The task ▸ Search each line below for the word "LogFormat" and list those that contain it.

Data provided ▸
"""

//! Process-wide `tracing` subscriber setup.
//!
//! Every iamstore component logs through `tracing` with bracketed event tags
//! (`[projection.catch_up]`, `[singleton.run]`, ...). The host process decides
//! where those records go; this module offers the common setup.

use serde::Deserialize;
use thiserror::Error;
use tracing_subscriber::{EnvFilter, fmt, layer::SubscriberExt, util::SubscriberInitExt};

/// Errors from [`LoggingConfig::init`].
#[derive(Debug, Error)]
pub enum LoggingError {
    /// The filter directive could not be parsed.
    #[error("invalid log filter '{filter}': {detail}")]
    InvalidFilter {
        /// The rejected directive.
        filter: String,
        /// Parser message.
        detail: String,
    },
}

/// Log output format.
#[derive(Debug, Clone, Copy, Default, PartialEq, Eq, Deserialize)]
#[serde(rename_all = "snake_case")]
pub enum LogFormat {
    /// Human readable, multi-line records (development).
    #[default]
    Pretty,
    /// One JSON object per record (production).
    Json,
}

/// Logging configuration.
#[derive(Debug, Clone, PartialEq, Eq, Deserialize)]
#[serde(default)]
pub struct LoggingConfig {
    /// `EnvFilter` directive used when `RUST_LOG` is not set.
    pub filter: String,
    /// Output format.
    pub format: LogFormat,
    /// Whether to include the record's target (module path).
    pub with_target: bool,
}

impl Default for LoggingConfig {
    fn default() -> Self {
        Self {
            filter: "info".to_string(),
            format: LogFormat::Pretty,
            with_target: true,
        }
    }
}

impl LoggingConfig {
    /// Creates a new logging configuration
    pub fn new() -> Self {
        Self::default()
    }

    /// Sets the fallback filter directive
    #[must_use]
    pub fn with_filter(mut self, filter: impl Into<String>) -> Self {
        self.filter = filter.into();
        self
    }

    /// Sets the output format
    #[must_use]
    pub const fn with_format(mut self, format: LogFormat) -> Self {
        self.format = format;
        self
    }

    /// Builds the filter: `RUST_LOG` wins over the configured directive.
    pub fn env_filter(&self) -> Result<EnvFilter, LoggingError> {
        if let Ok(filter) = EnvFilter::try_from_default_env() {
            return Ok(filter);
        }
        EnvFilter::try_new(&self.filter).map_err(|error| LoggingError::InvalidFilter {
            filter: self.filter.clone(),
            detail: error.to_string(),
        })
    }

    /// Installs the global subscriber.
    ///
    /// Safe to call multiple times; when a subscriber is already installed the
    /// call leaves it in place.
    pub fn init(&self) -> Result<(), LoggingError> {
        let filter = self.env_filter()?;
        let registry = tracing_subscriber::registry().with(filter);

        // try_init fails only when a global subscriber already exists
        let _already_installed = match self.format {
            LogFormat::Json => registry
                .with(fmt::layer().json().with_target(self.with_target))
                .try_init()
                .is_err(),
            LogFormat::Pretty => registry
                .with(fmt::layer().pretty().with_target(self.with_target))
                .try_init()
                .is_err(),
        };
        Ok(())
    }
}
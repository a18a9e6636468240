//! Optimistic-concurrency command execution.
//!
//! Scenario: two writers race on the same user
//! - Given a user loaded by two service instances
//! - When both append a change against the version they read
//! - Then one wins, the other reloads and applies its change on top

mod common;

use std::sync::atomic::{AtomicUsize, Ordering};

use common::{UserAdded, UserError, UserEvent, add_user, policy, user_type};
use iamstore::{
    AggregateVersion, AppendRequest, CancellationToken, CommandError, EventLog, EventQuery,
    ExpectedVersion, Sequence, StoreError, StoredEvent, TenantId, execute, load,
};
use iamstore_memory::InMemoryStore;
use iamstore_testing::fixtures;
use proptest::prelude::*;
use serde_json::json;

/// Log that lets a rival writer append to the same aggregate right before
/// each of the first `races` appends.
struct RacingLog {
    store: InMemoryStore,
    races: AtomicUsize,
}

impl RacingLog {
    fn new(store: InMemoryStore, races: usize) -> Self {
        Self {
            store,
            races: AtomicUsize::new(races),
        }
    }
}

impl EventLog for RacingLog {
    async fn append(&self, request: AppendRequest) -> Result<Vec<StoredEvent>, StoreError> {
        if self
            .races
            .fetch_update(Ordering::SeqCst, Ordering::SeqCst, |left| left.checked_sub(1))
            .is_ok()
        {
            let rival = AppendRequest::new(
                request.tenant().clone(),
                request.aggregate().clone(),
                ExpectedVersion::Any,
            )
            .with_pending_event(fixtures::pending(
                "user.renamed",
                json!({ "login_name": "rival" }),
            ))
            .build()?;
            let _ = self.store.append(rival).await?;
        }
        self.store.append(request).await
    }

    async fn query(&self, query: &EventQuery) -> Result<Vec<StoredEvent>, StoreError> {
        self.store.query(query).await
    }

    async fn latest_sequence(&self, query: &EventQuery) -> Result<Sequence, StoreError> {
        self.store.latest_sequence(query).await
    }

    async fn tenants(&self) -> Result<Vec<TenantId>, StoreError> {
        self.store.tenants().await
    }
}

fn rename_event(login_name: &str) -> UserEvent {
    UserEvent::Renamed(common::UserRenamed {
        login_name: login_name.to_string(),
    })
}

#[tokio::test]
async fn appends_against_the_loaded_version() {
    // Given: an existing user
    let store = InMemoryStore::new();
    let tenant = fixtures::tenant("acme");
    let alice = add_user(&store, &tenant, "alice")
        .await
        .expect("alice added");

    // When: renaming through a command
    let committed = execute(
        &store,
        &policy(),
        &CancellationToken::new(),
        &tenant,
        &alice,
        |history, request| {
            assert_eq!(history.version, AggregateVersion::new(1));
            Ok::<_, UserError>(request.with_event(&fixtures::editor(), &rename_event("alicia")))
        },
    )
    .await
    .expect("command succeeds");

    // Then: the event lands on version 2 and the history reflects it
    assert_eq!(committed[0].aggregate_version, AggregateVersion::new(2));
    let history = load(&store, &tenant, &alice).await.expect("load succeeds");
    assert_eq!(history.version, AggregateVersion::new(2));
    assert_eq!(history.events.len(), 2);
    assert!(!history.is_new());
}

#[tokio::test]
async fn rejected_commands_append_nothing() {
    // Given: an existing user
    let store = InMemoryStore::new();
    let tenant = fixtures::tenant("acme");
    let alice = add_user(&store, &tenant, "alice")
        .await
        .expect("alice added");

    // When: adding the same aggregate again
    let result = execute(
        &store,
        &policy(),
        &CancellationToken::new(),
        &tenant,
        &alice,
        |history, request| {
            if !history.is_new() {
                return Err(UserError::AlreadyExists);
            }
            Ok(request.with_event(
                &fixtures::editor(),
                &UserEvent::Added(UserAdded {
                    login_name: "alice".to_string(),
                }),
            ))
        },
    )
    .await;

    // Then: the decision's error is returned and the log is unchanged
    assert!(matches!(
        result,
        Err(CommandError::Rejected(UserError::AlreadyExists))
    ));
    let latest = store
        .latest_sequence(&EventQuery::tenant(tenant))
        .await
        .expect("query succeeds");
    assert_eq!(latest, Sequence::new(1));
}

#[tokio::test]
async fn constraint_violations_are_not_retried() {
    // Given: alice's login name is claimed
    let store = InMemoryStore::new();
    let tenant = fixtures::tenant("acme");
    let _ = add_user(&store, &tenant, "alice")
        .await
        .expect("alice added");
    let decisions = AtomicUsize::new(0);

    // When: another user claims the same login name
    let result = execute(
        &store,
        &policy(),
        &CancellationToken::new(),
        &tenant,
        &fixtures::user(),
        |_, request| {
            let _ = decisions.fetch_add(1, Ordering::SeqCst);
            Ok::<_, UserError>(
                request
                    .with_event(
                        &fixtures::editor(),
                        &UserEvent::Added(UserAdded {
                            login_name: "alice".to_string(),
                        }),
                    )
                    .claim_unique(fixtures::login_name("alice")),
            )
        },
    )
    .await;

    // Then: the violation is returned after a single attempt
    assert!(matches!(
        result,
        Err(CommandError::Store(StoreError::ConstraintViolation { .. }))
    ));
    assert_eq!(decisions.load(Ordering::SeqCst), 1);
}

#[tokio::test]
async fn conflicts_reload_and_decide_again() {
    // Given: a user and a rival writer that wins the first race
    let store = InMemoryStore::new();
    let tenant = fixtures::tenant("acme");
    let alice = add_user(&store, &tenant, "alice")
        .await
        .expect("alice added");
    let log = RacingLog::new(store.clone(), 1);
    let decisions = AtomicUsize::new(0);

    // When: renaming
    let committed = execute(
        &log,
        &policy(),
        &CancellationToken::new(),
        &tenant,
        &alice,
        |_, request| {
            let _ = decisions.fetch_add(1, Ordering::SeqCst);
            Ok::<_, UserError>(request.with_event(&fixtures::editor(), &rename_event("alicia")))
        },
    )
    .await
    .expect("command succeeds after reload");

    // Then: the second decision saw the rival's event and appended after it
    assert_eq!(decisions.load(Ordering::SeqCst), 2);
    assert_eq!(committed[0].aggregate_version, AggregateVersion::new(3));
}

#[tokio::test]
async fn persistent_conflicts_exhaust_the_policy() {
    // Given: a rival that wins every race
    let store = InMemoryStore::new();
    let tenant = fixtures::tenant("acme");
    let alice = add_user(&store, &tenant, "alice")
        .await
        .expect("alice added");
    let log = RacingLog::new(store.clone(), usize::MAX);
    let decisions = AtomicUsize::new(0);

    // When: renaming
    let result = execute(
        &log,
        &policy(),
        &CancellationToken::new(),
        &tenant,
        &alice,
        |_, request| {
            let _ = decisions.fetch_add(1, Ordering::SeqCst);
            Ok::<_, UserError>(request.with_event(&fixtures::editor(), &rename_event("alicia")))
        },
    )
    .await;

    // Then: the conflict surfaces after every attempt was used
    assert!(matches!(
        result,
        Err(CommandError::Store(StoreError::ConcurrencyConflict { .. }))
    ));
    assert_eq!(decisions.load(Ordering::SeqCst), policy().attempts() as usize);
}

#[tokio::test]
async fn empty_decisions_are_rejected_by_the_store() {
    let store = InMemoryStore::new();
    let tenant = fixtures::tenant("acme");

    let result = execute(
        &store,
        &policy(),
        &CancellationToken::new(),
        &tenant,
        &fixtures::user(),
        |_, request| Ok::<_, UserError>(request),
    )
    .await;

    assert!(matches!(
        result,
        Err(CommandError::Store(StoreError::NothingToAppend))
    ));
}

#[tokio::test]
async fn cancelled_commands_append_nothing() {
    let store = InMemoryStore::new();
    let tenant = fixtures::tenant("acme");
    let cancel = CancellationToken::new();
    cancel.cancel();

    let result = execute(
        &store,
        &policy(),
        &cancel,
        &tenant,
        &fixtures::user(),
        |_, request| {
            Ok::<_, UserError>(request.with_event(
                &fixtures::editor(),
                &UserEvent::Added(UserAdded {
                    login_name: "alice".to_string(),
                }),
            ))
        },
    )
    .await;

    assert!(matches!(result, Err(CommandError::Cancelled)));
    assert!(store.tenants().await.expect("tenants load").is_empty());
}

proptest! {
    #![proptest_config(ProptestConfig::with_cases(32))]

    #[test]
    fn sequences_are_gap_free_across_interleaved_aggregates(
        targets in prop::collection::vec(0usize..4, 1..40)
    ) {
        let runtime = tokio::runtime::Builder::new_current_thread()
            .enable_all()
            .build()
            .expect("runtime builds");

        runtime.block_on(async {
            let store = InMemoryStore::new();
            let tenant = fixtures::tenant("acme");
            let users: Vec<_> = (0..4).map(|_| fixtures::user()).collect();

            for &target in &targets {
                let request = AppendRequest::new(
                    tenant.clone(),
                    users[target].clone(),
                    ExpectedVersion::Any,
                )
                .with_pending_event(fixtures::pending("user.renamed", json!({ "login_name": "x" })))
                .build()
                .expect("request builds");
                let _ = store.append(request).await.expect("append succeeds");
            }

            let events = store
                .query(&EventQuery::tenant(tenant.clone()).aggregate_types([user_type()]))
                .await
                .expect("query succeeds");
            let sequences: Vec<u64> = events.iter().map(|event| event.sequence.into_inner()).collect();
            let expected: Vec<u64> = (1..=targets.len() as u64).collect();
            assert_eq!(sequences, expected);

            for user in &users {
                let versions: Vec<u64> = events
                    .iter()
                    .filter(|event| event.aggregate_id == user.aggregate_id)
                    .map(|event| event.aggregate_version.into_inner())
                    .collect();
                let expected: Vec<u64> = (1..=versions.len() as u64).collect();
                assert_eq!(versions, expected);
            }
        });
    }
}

"""

Answer for this exercise ▸
pub enum LogFormat {
    pub format: LogFormat,
            format: LogFormat::Pretty,
    pub const fn with_format(mut self, format: LogFormat) -> Self {
            LogFormat::Json => registry
            LogFormat::Pretty => registry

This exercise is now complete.